Monty Python comedy troupe and their particular mix of postmodern meta-narratives, absurdity and political satire challenged English history and its imperialism in a rather obvious manner, ironically, still in a British way. The genre, referred to as “Pythonesque” (a comedy noted especially for its absurdist or surrealist humour), influenced such works as Rick and Morty, Deadpool and South Park.

It was re-released last year with a 12A rating, after decades of controversy. Originally it had a higher AA rating. In many theaters it had an X rating; in some, it was even banned. But the revised 12A rating is easier on “infrequent strong language, moderate sex references, nudity, and comic violence” (The BBFC).
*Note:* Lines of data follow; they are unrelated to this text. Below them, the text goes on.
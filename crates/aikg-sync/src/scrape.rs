//! Website scrape triggers and the scrape attempt itself.

use std::collections::HashSet;
use std::sync::{Arc, Mutex, PoisonError};

use aikg_adapters::{AdapterError, PageFetcher, PageFormat, TextGenerator, TextRequest};
use aikg_core::{
    retry_with_backoff, ArticleCandidate, BackoffPolicy, DiscoveredBatch, FetchStatus,
    RetryExhausted, WebsiteConfig, WebsiteId, UNTITLED_ARTICLE,
};
use aikg_storage::Store;
use chrono::Utc;
use thiserror::Error;
use tokio::sync::mpsc;
use tokio::task::JoinHandle;
use tracing::{debug, info, warn};

use crate::dispatch::Dispatcher;

pub const EXTRACTION_SYSTEM_PROMPT: &str = "You are an HTML parsing assistant. Extract every link \
on the page that looks like an article: news items, notices, announcements, policy documents. \
Ignore navigation links, buttons and other non-article content. Make every URL absolute using the \
base domain when it is relative. Reply with a JSON array only, no other text, in the form \
[{\"title\": \"Article title\", \"url\": \"Article link\"}].";

#[derive(Debug, Error)]
pub enum ScrapeError {
    #[error("page fetch failed: {0}")]
    Fetch(#[source] AdapterError),
    #[error("page {0} returned no content")]
    EmptyPage(String),
    #[error(transparent)]
    Extraction(#[from] RetryExhausted),
}

#[derive(Debug, Clone)]
pub struct ScrapeSettings {
    pub max_retry: u32,
    pub extraction_backoff: BackoffPolicy,
}

impl Default for ScrapeSettings {
    fn default() -> Self {
        Self {
            max_retry: 5,
            extraction_backoff: BackoffPolicy::default(),
        }
    }
}

/// Outcome of a manual scrape request.
#[derive(Debug)]
pub enum ManualScrape {
    Dispatched(JoinHandle<()>),
    NotFound,
    AlreadyRunning,
}

pub struct WebsiteScrapeScheduler {
    store: Arc<dyn Store>,
    pages: Arc<dyn PageFetcher>,
    llm: Arc<dyn TextGenerator>,
    batches: mpsc::UnboundedSender<DiscoveredBatch>,
    dispatcher: Dispatcher,
    settings: ScrapeSettings,
    in_flight: Arc<Mutex<HashSet<WebsiteId>>>,
}

/// Marks a website as being scraped until dropped.
struct InFlightGuard {
    set: Arc<Mutex<HashSet<WebsiteId>>>,
    id: WebsiteId,
}

impl Drop for InFlightGuard {
    fn drop(&mut self) {
        self.set
            .lock()
            .unwrap_or_else(PoisonError::into_inner)
            .remove(&self.id);
    }
}

impl WebsiteScrapeScheduler {
    pub fn new(
        store: Arc<dyn Store>,
        pages: Arc<dyn PageFetcher>,
        llm: Arc<dyn TextGenerator>,
        batches: mpsc::UnboundedSender<DiscoveredBatch>,
        dispatcher: Dispatcher,
        settings: ScrapeSettings,
    ) -> Self {
        Self {
            store,
            pages,
            llm,
            batches,
            dispatcher,
            settings,
            in_flight: Arc::new(Mutex::new(HashSet::new())),
        }
    }

    /// Scrapes every enabled website with retry budget left.
    pub async fn startup_trigger(self: &Arc<Self>) -> anyhow::Result<Vec<JoinHandle<()>>> {
        let websites = self
            .store
            .find_enabled_with_retry_available(self.settings.max_retry)
            .await?;
        Ok(self.dispatch_all("startup", websites))
    }

    /// Sets every website's retry counter back to zero.
    pub async fn reset_trigger(&self) -> anyhow::Result<u64> {
        let reset = self.store.reset_all_retry_counts().await?;
        info!(websites = reset, "daily retry counters reset");
        Ok(reset)
    }

    /// Scrapes enabled websites that were never fetched or last failed.
    pub async fn pending_sweep(self: &Arc<Self>) -> anyhow::Result<Vec<JoinHandle<()>>> {
        let websites = self
            .store
            .find_pending_websites(self.settings.max_retry)
            .await?;
        Ok(self.dispatch_all("pending_sweep", websites))
    }

    pub async fn failed_retry(self: &Arc<Self>) -> anyhow::Result<Vec<JoinHandle<()>>> {
        let websites = self
            .store
            .find_failed_with_retry_available(self.settings.max_retry)
            .await?;
        Ok(self.dispatch_all("failed_retry", websites))
    }

    /// Admin-requested scrape. Ignores the retry budget; the attempt still counts.
    pub async fn manual_scrape(self: &Arc<Self>, id: WebsiteId) -> anyhow::Result<ManualScrape> {
        let Some(website) = self.store.get_website(id).await? else {
            return Ok(ManualScrape::NotFound);
        };
        Ok(match self.dispatch(website, None) {
            Some(handle) => ManualScrape::Dispatched(handle),
            None => ManualScrape::AlreadyRunning,
        })
    }

    fn dispatch_all(
        self: &Arc<Self>,
        trigger: &'static str,
        websites: Vec<WebsiteConfig>,
    ) -> Vec<JoinHandle<()>> {
        let eligible = websites.len();
        let budget = Some(self.settings.max_retry);
        let handles: Vec<_> = websites
            .into_iter()
            .filter_map(|website| self.dispatch(website, budget))
            .collect();
        info!(
            trigger,
            eligible,
            dispatched = handles.len(),
            busy = self.dispatcher.busy(),
            "scrape trigger fired"
        );
        handles
    }

    fn try_mark_in_flight(&self, id: WebsiteId) -> Option<InFlightGuard> {
        let mut set = self.in_flight.lock().unwrap_or_else(PoisonError::into_inner);
        set.insert(id).then(|| InFlightGuard {
            set: Arc::clone(&self.in_flight),
            id,
        })
    }

    fn dispatch(
        self: &Arc<Self>,
        website: WebsiteConfig,
        budget: Option<u32>,
    ) -> Option<JoinHandle<()>> {
        let Some(guard) = self.try_mark_in_flight(website.id) else {
            debug!(website_id = website.id, "scrape already in flight; skipped");
            return None;
        };
        let this = Arc::clone(self);
        Some(self.dispatcher.spawn("scrape_website", async move {
            let _guard = guard;
            this.scrape_website(&website, budget).await.map(|_| ())
        }))
    }

    /// One scrape attempt plus its bookkeeping: the fetch result is recorded exactly once.
    /// Returns `None` when the retry budget was spent by another trigger, before or during the
    /// attempt; nothing is counted or emitted then.
    pub async fn scrape_website(
        &self,
        website: &WebsiteConfig,
        budget: Option<u32>,
    ) -> anyhow::Result<Option<FetchStatus>> {
        if let Some(max) = budget {
            let remaining = self
                .store
                .get_website(website.id)
                .await?
                .map(|current| current.retry_budget(max))
                .filter(|retry| retry.is_eligible())
                .map(|retry| retry.remaining());
            let Some(remaining) = remaining else {
                debug!(website_id = website.id, "retry budget spent since selection; skipped");
                return Ok(None);
            };
            debug!(website_id = website.id, remaining, "scrape attempt starting");
        }

        let outcome = self.attempt(website).await;
        let status = match &outcome {
            Ok(_) => FetchStatus::Success,
            Err(_) => FetchStatus::Failed,
        };

        let recorded = self
            .store
            .record_fetch_result(website.id, status, Utc::now(), budget)
            .await?;
        if !recorded {
            warn!(
                website_id = website.id,
                "retry budget exhausted by a concurrent attempt; result discarded"
            );
            return Ok(None);
        }

        match outcome {
            Ok(candidates) => {
                info!(
                    website_id = website.id,
                    name = %website.name,
                    candidates = candidates.len(),
                    "website scraped"
                );
                let batch = DiscoveredBatch {
                    website_id: Some(website.id),
                    source_url: website.url.clone(),
                    candidates,
                };
                if self.batches.send(batch).is_err() {
                    warn!(website_id = website.id, "article ingestion channel closed; batch dropped");
                }
            }
            Err(err) => {
                warn!(website_id = website.id, name = %website.name, error = %err, "website scrape failed");
            }
        }
        Ok(Some(status))
    }

    pub async fn attempt(
        &self,
        website: &WebsiteConfig,
    ) -> Result<Vec<ArticleCandidate>, ScrapeError> {
        let page = self
            .pages
            .fetch_page(&website.url, PageFormat::Html)
            .await
            .map_err(ScrapeError::Fetch)?;
        if page.trim().is_empty() {
            return Err(ScrapeError::EmptyPage(website.url.clone()));
        }
        let candidates = self.extract_candidates(website, &page).await?;
        Ok(normalize_candidates(&website.base_domain, candidates))
    }

    /// Asks the LLM for `{title, url}` pairs; empty or unparseable replies are retried.
    pub async fn extract_candidates(
        &self,
        website: &WebsiteConfig,
        html: &str,
    ) -> Result<Vec<ArticleCandidate>, RetryExhausted> {
        let request = TextRequest::new(
            EXTRACTION_SYSTEM_PROMPT,
            format!(
                "Base domain: {}\n\nExtract the article titles and links from this HTML:\n\n{}",
                website.base_domain, html
            ),
        );
        let operation = format!("extract_articles[{}]", website.id);
        retry_with_backoff(&self.settings.extraction_backoff, &operation, |_attempt| {
            let llm = Arc::clone(&self.llm);
            let request = request.clone();
            async move {
                let reply = llm.generate_text(request).await?;
                parse_candidates(&reply)
            }
        })
        .await
    }
}

/// Parses a JSON array of `{title, url}` objects, tolerating code fences and prose around it.
pub fn parse_candidates(reply: &str) -> Result<Vec<ArticleCandidate>, AdapterError> {
    let (Some(start), Some(end)) = (reply.find('['), reply.rfind(']')) else {
        return Err(AdapterError::MalformedResponse(
            "reply does not contain a JSON array".into(),
        ));
    };
    if end < start {
        return Err(AdapterError::MalformedResponse("unbalanced JSON array".into()));
    }
    let candidates: Vec<ArticleCandidate> = serde_json::from_str(&reply[start..=end])
        .map_err(|e| AdapterError::MalformedResponse(e.to_string()))?;
    if candidates.is_empty() {
        return Err(AdapterError::MalformedResponse("no articles extracted".into()));
    }
    Ok(candidates)
}

/// Resolves relative urls against `base_domain` and gives blank titles a placeholder.
pub fn normalize_candidates(
    base_domain: &str,
    candidates: Vec<ArticleCandidate>,
) -> Vec<ArticleCandidate> {
    candidates
        .into_iter()
        .map(|candidate| ArticleCandidate {
            title: Some(
                candidate
                    .title
                    .map(|t| t.trim().to_string())
                    .filter(|t| !t.is_empty())
                    .unwrap_or_else(|| UNTITLED_ARTICLE.to_string()),
            ),
            url: candidate
                .url
                .map(|u| u.trim().to_string())
                .filter(|u| !u.is_empty())
                .map(|u| normalize_url(base_domain, &u)),
        })
        .collect()
}

pub fn normalize_url(base_domain: &str, url: &str) -> String {
    if url.starts_with("http://") || url.starts_with("https://") {
        return url.to_string();
    }
    if let Some(rest) = url.strip_prefix("//") {
        return format!("https://{rest}");
    }
    let base = base_domain.trim_end_matches('/');
    if url.starts_with('/') {
        format!("{base}{url}")
    } else {
        format!("{base}/{url}")
    }
}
More than the movie’s take against authoritarianism and Romans, it still gets flak because of Church’s complaint, that Brian was Jesus and thus the film was, what it is; sacrilegious or even blasphemous. The irony is, the movie makes references to the absurdity of blasphemy as crime, while it gets criticized for being blasphemous!

But today, the film might offend the new generation viewers for various reasons. Be it around the issues of gender, class, and disability references than speaking against authority in the first place.

Criticized or loved for various reasons, the movie release was no less than a miracle. For example, Two days before the cast and crew were set to leave for Tunisia to begin shooting, the head manager at EMI Films, Bernard Delfont, cancelled the financing, fearing the film was too controversial to make a profit! But guess what, Pythons’ patron turned out to be George Harrison (lead guitarist of the Beatles), a big Monty Python fan, helped them out, maybe only to make Bernard Delfont regret his choice after seeing all those profits.

The entire review comes down to answering the fact of, why is it still a relevant movie? Michael Palin, actor and writer simply says, “We made it 40 years ago, but it is so applicable to our world now. Which either says the world never really changes, or it just gets more absurd.”

More than being “politically correct”, identifying the difference between comedy vs blasphemy, one can start with the film’s most remembered line; courtesy of Brian’s mother, Mandy (Terry Jones). “He’s not the Messiah”, she tells everyone, “he’s a very naughty boy.”